Why was it awful? Now, most of it sounds trivial but the transition of the currency pushed up inflation (1972). Then the oil price soaring after OPEC was formed in 1973, which increased prices for everything. The UK elected a weak Labour government, headed by a PM who was suffering dementia (early onset). He had to be replaced but nothing could be achieved without the agreement of the unions who were hellbent on running industry. So during the winter of discontent, bins weren't emptied, funerals didn't happen because bodies couldn't be buried, the electricity only worked for three days a week, no post was delivered most days and life ground to a standstill. Racism was routine. TV was horrid sitcoms, and only on from 4.00pm to 11.00pm. But the music was fabulously inventive, art and fashion were exciting so there were high points we still love. And there was the hottest summer ever, and then everyone had to get their water from standpipes in the street and carry it home in a bucket. It was not dissimilar to what most people now would think of as life in a war zone, unless you were a child, but none of us were used to the customer service standards we now enjoy. When I bought my first flat in 1987, I was told there was an 18 month wait for a landline.

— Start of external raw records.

//! Logging Config

use clap::Args;

/// Log output format.
#[derive(Clone, Copy, Debug, Default, PartialEq, Eq, clap::ValueEnum)]
pub enum LogFormat {
    /// Compact, human-readable logs.
    #[default]
    Compact,

    /// Structured JSON logs.
    Json,
}

/// Logging settings.
#[derive(Debug, Clone, Args)]
pub struct LoggingConfig {
    /// Log level (trace, debug, info, warn, error)
    #[arg(short, long, env = "RUST_LOG", default_value = "warn", global = true)]
    pub log_level: String,

    /// Log format (compact, json)
    #[arg(
        long,
        env = "LOG_FORMAT",
        value_enum,
        default_value_t = LogFormat::Compact,
        global = true
    )]
    pub log_format: LogFormat,
}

Hepzibar · 03/04/2018 21:13

It was a different life back then. I was a child, shielded possibly.

Lived on a council estate, everyone seemed the same to me. One or two families had cars, but playing out on the streets was the norm. Being rivals with the kids from the next street was mega exciting. Raiding their bonfire wood needed espionage skills.

My DM was prone to fear the worst, saving everything incase "this time next year we have no jobs no money etc..." I can only remember extcited at the water shortage and standpipes in 76, the power cuts, were thrilling and remember well playing cards by candle light.

Music was brilliant, Slade, the Sweet, Showaddywaddy, Wizard. Being 13 the Christmas of 73 was the most exciting time. Can still remember every moment of that Christmas Eve party at school pals house, we thought we were pushing the boundaries (clearly our parents had never done anything like this).
Friday night we had stake (Undercut), it was payday for both my parents. that's when 'the Order' was delivered.

Clothes were bought out of catalogues. Or C&A, Chelsea Girl. Shoes, Freeman Hardy and Willis.

2 holidays per year, 1 in a caravan and 1 in a guest house in Great Yarmouth, Margate, Weymouth. When we got a bit posher we went to Cornwall.

Food, seems rubbish now but Findus crispy pancakes, Vesta Chowmein, Cresta, boil in bag stuff - were delicacies.

And - it was always sunny.

gussyfinknottle · 03/04/2018 21:22

Op, just curious- don't you have any family or work colleagues or friends or neighbours who remember the 70s?
What do they say?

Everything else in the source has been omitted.